Alfonso Bartolotta est missionnaire dans la congrégation des Oblats de Marie Immaculée (OMI). Il est italien et a été en poste au Sénégal puis en France. Missionnaire en France ? que peut-on faire ? et comment doit-on vivre cette vocation de missionnaire ? Voici les réponses et le témoignage de ce prêtre ami qui réside désormais à Nice.

Oblats de Marie Immaculée : revisiter la mission ! P. Alfonso en Tanzanie, en 2016.

P. Alfonso en Tanzanie, en 2016.

Mission tout terrain

Missionnaire concret et réaliste, p. Alfonso Bartolotta, un Oblat d’origine sicilienne, a vécu sa vie missionnaire entre le Sénégal et la France. Après avoir passé six ans au Sénégal de 1994 à 2000, il s’installe à Lourdes de 2000 à 2003 pour regagner la Casamance, au sud du Sénégal, de 2003 à 2006. Il revient successivement en France, tout d’abord à Lyon (2006-2012) et puis dans la banlieue parisienne, à Fontenay-sous-Bois (2012-2017). Depuis quelques mois, nous le trouvons à Nice en tant que responsable de la communauté oblate de la ville. Sur la Côte d’Azur, p. Alfonso est chapelain au sanctuaire du Sacré-Cœur, dont le p. Martin Kedah, Oblat d’origine camerounaise, est le recteur. « L’autre tâche – nous dit-il – relève de la responsabilité du Centre d’accueil « TOIT pour TOI » pour les jeunes en difficulté et en quête d’intégration. Ce deuxième engagement missionnaire, je le réalise avec le frère Mariusz Lorenc, Oblat d’origine polonaise ».

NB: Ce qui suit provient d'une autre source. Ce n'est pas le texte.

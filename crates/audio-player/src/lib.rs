//! Multi-voice playback engine.
//!
//! Each started voice gets its own pipeline:
//! 1. **Decode**: a background thread uses Symphonia to decode the source into interleaved `f32`
//!    (restarting from the top when the voice loops).
//! 2. **Resample**: when the source rate differs from the output rate, a Rubato stage converts it.
//! 3. **Mix**: a single CPAL output stream sums every live voice, applying per-voice gain and pause.
//!
//! A voice that reaches end-of-stream on its own is removed by the mixer and its
//! [`Completion`] fires. Voices removed with [`Engine::stop`] never fire.

pub mod config;
pub mod device;
pub mod engine;
pub mod source;

mod decode;
mod mixer;
mod queue;
mod resample;

pub use engine::{Completion, CompletionSignal, Engine, OutputFormat, StartError, VoiceHandle};
pub use source::{Source, VoiceRequest};
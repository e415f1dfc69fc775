//! Typed control requests carried in envelope payloads.

use std::fmt;

use serde::{Deserialize, Serialize};

/// Numeric playback session id chosen by the client.
pub type SessionId = i64;

/// Action codes understood by the server.
#[derive(Clone, Copy, Debug, PartialEq, Eq, Hash)]
pub enum Action {
    Play,
    Pause,
    Resume,
    Stop,
}

impl Action {
    /// Map a wire action code; `None` for codes outside 0..=3.
    pub fn from_code(code: i64) -> Option<Self> {
        let action = match code {
            0 => Action::Play,
            1 => Action::Pause,
            2 => Action::Resume,
            3 => Action::Stop,
            _ => return None,
        };
        Some(action)
    }

    pub fn code(self) -> i64 {
        match self {
            Action::Play => 0,
            Action::Pause => 1,
            Action::Resume => 2,
            Action::Stop => 3,
        }
    }
}

impl fmt::Display for Action {
    fn fmt(&self, f: &mut fmt::Formatter<'_>) -> fmt::Result {
        let name = match self {
            Action::Play => "play",
            Action::Pause => "pause",
            Action::Resume => "resume",
            Action::Stop => "stop",
        };
        f.write_str(name)
    }
}

/// Payload for action 0.
///
/// Zero-valued fields are omitted on encode and defaulted on decode.
#[derive(Clone, Debug, Default, PartialEq, Eq, Serialize, Deserialize)]
pub struct PlayRequest {
    #[serde(default, alias = "Id", skip_serializing_if = "is_zero_id")]
    pub id: SessionId,
    /// Codec tag, e.g. `mp3` or `wav`.
    #[serde(default, skip_serializing_if = "String::is_empty")]
    pub format: String,
    /// Server-side file path. Takes precedence over `data` when non-empty.
    #[serde(default, skip_serializing_if = "String::is_empty")]
    pub path: String,
    /// Gzip-compressed audio bytes, base64 on the wire.
    #[serde(default, with = "base64_bytes", skip_serializing_if = "Vec::is_empty")]
    pub data: Vec<u8>,
    /// Base-2 gain exponent.
    #[serde(default, skip_serializing_if = "is_zero_volume")]
    pub volume: i64,
    #[serde(default, rename = "loop", skip_serializing_if = "is_false")]
    pub looping: bool,
}

/// The effective audio source of a [`PlayRequest`].
#[derive(Clone, Copy, Debug, PartialEq, Eq)]
pub enum PlaySource<'a> {
    Path(&'a str),
    /// Gzip-compressed bytes.
    Data(&'a [u8]),
}

impl PlayRequest {
    /// Resolve the source: a non-empty path wins, then non-empty data.
    ///
    /// Returns `None` when neither is present.
    pub fn source(&self) -> Option<PlaySource<'_>> {
        if !self.path.is_empty() {
            Some(PlaySource::Path(&self.path))
        } else if !self.data.is_empty() {
            Some(PlaySource::Data(&self.data))
        } else {
            None
        }
    }
}

impl fmt::Display for PlayRequest {
    /// Log-friendly summary; `data` is reported by length only.
    fn fmt(&self, f: &mut fmt::Formatter<'_>) -> fmt::Result {
        write!(
            f,
            "{{id:{} format:{} path:{} data:{}B volume:{} loop:{}}}",
            self.id,
            self.format,
            self.path,
            self.data.len(),
            self.volume,
            self.looping
        )
    }
}

/// Payload for actions 1-3.
#[derive(Clone, Copy, Debug, Default, PartialEq, Eq, Serialize, Deserialize)]
pub struct IdRequest {
    #[serde(default, alias = "Id")]
    pub id: SessionId,
}

impl fmt::Display for IdRequest {
    fn fmt(&self, f: &mut fmt::Formatter<'_>) -> fmt::Result {
        write!(f, "{{id:{}}}", self.id)
    }
}

/// A decoded request, keyed by its action.
#[derive(Clone, Debug, PartialEq, Eq)]
pub enum Request {
    Play(PlayRequest),
    Pause(IdRequest),
    Resume(IdRequest),
    Stop(IdRequest),
}

impl Request {
    pub fn action(&self) -> Action {
        match self {
            Request::Play(_) => Action::Play,
            Request::Pause(_) => Action::Pause,
            Request::Resume(_) => Action::Resume,
            Request::Stop(_) => Action::Stop,
        }
    }

    pub fn id(&self) -> SessionId {
        match self {
            Request::Play(p) => p.id,
            Request::Pause(r) | Request::Resume(r) | Request::Stop(r) => r.id,
        }
    }
}

impl fmt::Display for Request {
    fn fmt(&self, f: &mut fmt::Formatter<'_>) -> fmt::Result {
        match self {
            Request::Play(p) => write!(f, "{} {p}", self.action()),
            Request::Pause(r) | Request::Resume(r) | Request::Stop(r) => {
                write!(f, "{} {r}", self.action())
            }
        }
    }
}

fn is_zero_id(v: &SessionId) -> bool {
    *v == 0
}

fn is_zero_volume(v: &i64) -> bool {
    *v == 0
}

fn is_false(v: &bool) -> bool {
    !*v
}

/// Standard base64 for byte fields; `null` or absent decodes as empty.
pub(crate) mod base64_bytes {
    use base64::Engine as _;
    use base64::engine::general_purpose::STANDARD;
    use serde::{Deserialize, Deserializer, Serializer};

    pub fn serialize<S: Serializer>(bytes: &[u8], s: S) -> Result<S::Ok, S::Error> {
        s.serialize_str(&STANDARD.encode(bytes))
    }

    pub fn deserialize<'de, D: Deserializer<'de>>(d: D) -> Result<Vec<u8>, D::Error> {
        let raw: Option<String> = Option::deserialize(d)?;
        match raw {
            None => Ok(Vec::new()),
            Some(s) => STANDARD.decode(s.as_bytes()).map_err(serde::de::Error::custom),
        }
    }
}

Ces dernières années, tu as accompagné des groupes de jeunes en mission, à l’étranger. Comment penses-tu que les jeunes accueillent l’engagement missionnaire de l’Église ? Que reste-t-il aux jeunes de ces expériences sur le terrain ?

Les deux années que j’ai vécues au Cameroun, à l’âge de 24 ans, m’ont fait découvrir la beauté de la mission. Depuis le début de mon arrivée en France, le Cardinal Philippe Barbarin m’a confié la tâche de proposer, chaque année, pendant l’été, un voyage humanitaire aux jeunes, entre 18 et 30 ans. En huit ans, j’ai eu la chance de réaliser et de vivre huit voyages, dans six pays différents : deux à Madagascar et en Tanzanie, puis au Niger, au Sénégal, au Togo et en Roumanie. J’ai toujours cru à l’importance de ces voyages formateurs, non seulement pour les jeunes, mais aussi pour les missionnaires qui les préparent, les accompagnent et relisent avec eux leur expérience vécue. Partir est une opportunité privilégiée pour faire de la place à d’autres personnes que nous ne connaissons pas et de se laisser déranger dans notre façon de penser, de vivre et même de croire, souvent à sens unique. Les jeunes, face au choc culturel et cultuel, sont inévitablement appelés à se confronter, et à sortir d’eux-mêmes, à faire l’expérience d’être et de se découvrir – eux aussi – des étrangers et à apprendre des autres qui les accueillent tels qu’ils sont. La constatation commune et unanime est la joie de vivre, lisible sur les visages et surtout dans les yeux des enfants – malgré la précarité de la vie – et la joie de croire, célébrant la beauté de la foi avec dynamisme, donnant à Dieu le temps nécessaire, et sans regarder continuellement la montre, ou le téléphone portable… Découvrir que le rôle de l’Église ne se limite pas seulement aux célébrations, mais continue sa présence en célébrant la vie quotidienne de tous – croyants ou non – car tous sont créés à l’image de Dieu-Père. C’est en rencontrant les autres et en partageant la richesse de nos différences que chacun pourra grandir humainement et spirituellement. De retour en Europe, les jeunes sont invités à témoigner et à redonner tout ce qu’ils ont vu et reçu gratuitement.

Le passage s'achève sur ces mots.